Aging US Water Infrastructure Wastes Massive Amounts of Water


Upgrading and modernizing our aging water infrastructure can be an incredibly effective method of conserving fresh water. In fact, cutting water losses and optimizing its use ought to be one of the very first steps in building a more sustainable world.

However, because much of our water systems are virtually invisible to the average citizen, the water infrastructure may not be getting the attention, or the innovation, that it needs in order to be able to cope with the increased demands and changing environmental and climate conditions.

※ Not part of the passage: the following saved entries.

use chrono::{DateTime, Duration, Utc};

use crate::collector::CatalogEntry;
use crate::config::Config;
use crate::error::Result;
use crate::history::{HistoryStore, Sample};
use crate::trends::{TrendCalculator, TrendRow};
use crate::watchlist::WatchlistSelector;

/// Operational counters for one run, surfaced to the caller for logging.
#[derive(Debug, Clone, Default)]
pub struct RunSummary {
    pub processed: usize,
    pub rejected: usize,
    pub full_window: usize,
    pub watchlisted: usize,
    pub trimmed: usize,
}

pub struct SnapshotOutcome {
    pub trends: Vec<TrendRow>,
    pub watchlist: Vec<TrendRow>,
    pub summary: RunSummary,
}

/// One ingest-trim-compute-select cycle over the durable history.
pub struct SnapshotRun {
    calculator: TrendCalculator,
    selector: WatchlistSelector,
    retention: Duration,
}

impl SnapshotRun {
    pub fn new(config: &Config) -> Self {
        Self {
            calculator: TrendCalculator::new(config.trends.window_days),
            selector: WatchlistSelector::new(&config.watchlist),
            retention: Duration::days(config.trends.retention_days),
        }
    }

    /// Malformed batch entries are rejected and counted; the run continues
    /// with the rest. Only storage failures abort.
    pub fn run(
        &self,
        store: &mut HistoryStore,
        batch: &[CatalogEntry],
        now: DateTime<Utc>,
    ) -> Result<SnapshotOutcome> {
        let mut summary = RunSummary::default();

        let mut samples = Vec::with_capacity(batch.len());
        for entry in batch {
            match Sample::new(now, &entry.app_id, &entry.title, entry.player_count) {
                Ok(sample) => samples.push(sample),
                Err(e) => {
                    summary.rejected += 1;
                    log::warn!("rejected sample: {}", e);
                }
            }
        }
        summary.processed = samples.len();

        store.append(&samples)?;
        summary.trimmed = store.trim(now - self.retention)?;

        let mut by_app = self.calculator.compute(store, &samples, now);

        // Back into batch order; compute keys by app id and drops duplicates,
        // so first occurrence wins here too.
        let mut trends = Vec::with_capacity(by_app.len());
        for sample in &samples {
            if let Some(row) = by_app.remove(&sample.app_id) {
                trends.push(row);
            }
        }

        summary.full_window = trends.iter().filter(|r| r.has_full_window()).count();
        let watchlist = self.selector.select(&trends);
        summary.watchlisted = watchlist.len();

        log::info!(
            "[summary] processed={} rejected={} full_window={} watchlisted={} trimmed={}",
            summary.processed,
            summary.rejected,
            summary.full_window,
            summary.watchlisted,
            summary.trimmed
        );

        Ok(SnapshotOutcome {
            trends,
            watchlist,
            summary,
        })
    }
}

Developing and implementing new and more efficient ways of distributing, applying, and recycling water could be an excellent eco entrepreneurial entry to the water infrastructure industry, and these types of water innovation could help cities and regions become more resilient and more sustainable.

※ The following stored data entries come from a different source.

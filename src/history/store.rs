use std::fs::{self, File, OpenOptions};
use std::io::{BufRead, BufReader, Write};
use std::path::{Path, PathBuf};

use chrono::{DateTime, Utc};
use serde::{Deserialize, Serialize};

use super::Sample;
use crate::error::{Error, Result};

const SCHEMA_NAME: &str = "steam-scout-history";
const SCHEMA_VERSION: u32 = 2;

#[derive(Debug, Serialize, Deserialize, PartialEq)]
struct SchemaHeader {
    schema: String,
    version: u32,
}

impl SchemaHeader {
    fn current() -> Self {
        Self {
            schema: SCHEMA_NAME.to_string(),
            version: SCHEMA_VERSION,
        }
    }
}

/// Durable append-only sample log, shared across process invocations.
///
/// Layout: a single schema header line followed by one JSON record per line.
/// A header that does not match the current schema is treated as a legacy
/// store and reinitialized empty; that recovery is destructive but
/// deterministic, never a partial read.
///
/// Concurrent writers are not coordinated; an append race is last-writer-wins
/// at the file level. Runs are expected to be serialized by the scheduler.
pub struct HistoryStore {
    path: PathBuf,
    samples: Vec<Sample>,
}

impl HistoryStore {
    pub fn open<P: AsRef<Path>>(path: P) -> Result<Self> {
        let path = path.as_ref().to_path_buf();

        if !path.exists() {
            return Self::initialize(path);
        }

        let file = File::open(&path)
            .map_err(|e| Error::Storage(format!("cannot open {}: {}", path.display(), e)))?;
        let mut lines = BufReader::new(file).lines();

        let header_line = match lines.next() {
            Some(line) => {
                line.map_err(|e| Error::Storage(format!("cannot read {}: {}", path.display(), e)))?
            }
            // Zero-byte file, e.g. interrupted first run.
            None => return Self::initialize(path),
        };

        let header: Option<SchemaHeader> = serde_json::from_str(&header_line).ok();
        if header != Some(SchemaHeader::current()) {
            log::warn!(
                "history store {} has an unrecognized schema header; reinitializing empty",
                path.display()
            );
            return Self::initialize(path);
        }

        let mut samples = Vec::new();
        let mut skipped = 0usize;
        for line in lines {
            let line = line
                .map_err(|e| Error::Storage(format!("cannot read {}: {}", path.display(), e)))?;
            if line.trim().is_empty() {
                continue;
            }
            match serde_json::from_str::<Sample>(&line) {
                Ok(sample) => samples.push(sample),
                Err(e) => {
                    skipped += 1;
                    log::warn!("skipping unreadable history record: {}", e);
                }
            }
        }
        if skipped > 0 {
            log::warn!("history store loaded with {} unreadable records skipped", skipped);
        }
        log::debug!("history store loaded: {} samples", samples.len());

        Ok(Self { path, samples })
    }

    fn initialize(path: PathBuf) -> Result<Self> {
        if let Some(parent) = path.parent() {
            if !parent.as_os_str().is_empty() {
                fs::create_dir_all(parent).map_err(|e| {
                    Error::Storage(format!("cannot create {}: {}", parent.display(), e))
                })?;
            }
        }

        let mut file = File::create(&path)
            .map_err(|e| Error::Storage(format!("cannot create {}: {}", path.display(), e)))?;
        let header = serde_json::to_string(&SchemaHeader::current())
            .map_err(|e| Error::Storage(format!("cannot encode schema header: {}", e)))?;
        writeln!(file, "{}", header)
            .map_err(|e| Error::Storage(format!("cannot write {}: {}", path.display(), e)))?;

        Ok(Self {
            path,
            samples: Vec::new(),
        })
    }

    /// Appends samples durably. All-or-nothing per batch: any invalid sample
    /// fails the call before the file is touched. Duplicate
    /// (app_id, timestamp) pairs are permitted and both retained.
    pub fn append(&mut self, samples: &[Sample]) -> Result<()> {
        for sample in samples {
            if sample.app_id.trim().is_empty() {
                return Err(Error::Validation(
                    "cannot append a sample without an app_id".to_string(),
                ));
            }
        }
        if samples.is_empty() {
            return Ok(());
        }

        let mut file = OpenOptions::new()
            .append(true)
            .open(&self.path)
            .map_err(|e| Error::Storage(format!("cannot open {}: {}", self.path.display(), e)))?;

        let mut buf = String::new();
        for sample in samples {
            let line = serde_json::to_string(sample)
                .map_err(|e| Error::Storage(format!("cannot encode sample: {}", e)))?;
            buf.push_str(&line);
            buf.push('\n');
        }
        file.write_all(buf.as_bytes())
            .map_err(|e| Error::Storage(format!("cannot write {}: {}", self.path.display(), e)))?;

        self.samples.extend_from_slice(samples);
        Ok(())
    }

    /// All samples for one app with `timestamp >= since`, ascending. Unknown
    /// apps yield an empty vec, not an error.
    pub fn read_window(&self, app_id: &str, since: DateTime<Utc>) -> Vec<Sample> {
        let mut window: Vec<Sample> = self
            .samples
            .iter()
            .filter(|s| s.app_id == app_id && s.timestamp >= since)
            .cloned()
            .collect();
        // Stable, so duplicate timestamps keep insertion order.
        window.sort_by_key(|s| s.timestamp);
        window
    }

    /// Drops every sample strictly older than the cutoff and rewrites the
    /// backing file if anything was dropped. Idempotent: a second call with
    /// the same cutoff and no intervening append is a no-op.
    pub fn trim(&mut self, older_than: DateTime<Utc>) -> Result<usize> {
        let before = self.samples.len();
        self.samples.retain(|s| s.timestamp >= older_than);
        let removed = before - self.samples.len();

        if removed > 0 {
            self.rewrite()?;
            log::debug!("trimmed {} samples older than {}", removed, older_than);
        }
        Ok(removed)
    }

    fn rewrite(&self) -> Result<()> {
        let header = serde_json::to_string(&SchemaHeader::current())
            .map_err(|e| Error::Storage(format!("cannot encode schema header: {}", e)))?;
        let mut buf = String::new();
        buf.push_str(&header);
        buf.push('\n');
        for sample in &self.samples {
            let line = serde_json::to_string(sample)
                .map_err(|e| Error::Storage(format!("cannot encode sample: {}", e)))?;
            buf.push_str(&line);
            buf.push('\n');
        }
        fs::write(&self.path, buf)
            .map_err(|e| Error::Storage(format!("cannot write {}: {}", self.path.display(), e)))?;
        Ok(())
    }

    pub fn len(&self) -> usize {
        self.samples.len()
    }

    pub fn is_empty(&self) -> bool {
        self.samples.is_empty()
    }
}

Fixing The Unseen Infrastructure: The Value Of Water

The Value of Water Coalition hosted an in-depth conversation at the Newseum in Washington DC on the current condition of water infrastructure in the United States, the consequences of letting leaky and failing systems worsen, and solutions to water challenges of today and tomorrow.

Our water infrastructure systems, a matter of pride for over a century, are now aging. At the same time, climate change has accelerated the critical need for this once-ubiquitous resource. In a speech last week at the Tappan Zee Bridge, which crosses New York State’s Hudson River at one of its widest points, President Obama pointed out a growing and usually ignored dilemma of water use in the United States:

“We’ve got leaky pipes that lose billions of gallons of drinking water every single day, even as we’ve got a severe drought in much of the West.”

As part of the recent Infrastructure Week 2014, the Value of Water Coalition hosted an in-depth conversation to explore the current condition of US water infrastructure, the consequences of letting failing systems worsen, and solutions to meeting our water challenges.

“Out of sight, out of mind.” Unlike highways, ports, transit, and power lines, our water system mostly lies hidden underground. Its fresh and waste water components take up more than four times the length of the National Highway System. Ken Kopocis, a senior advisor to the U.S. EPA for Water featured in the video clip here, compared how our water infrastructure relates to other types of infrastructure.  

In many ways, water infrastructure is the stepchild of other infrastructures, and a victim of its own success. We’ve had it for more than a century (see chart), it still works, and aside from the occasional catastrophe, we never pay attention to it.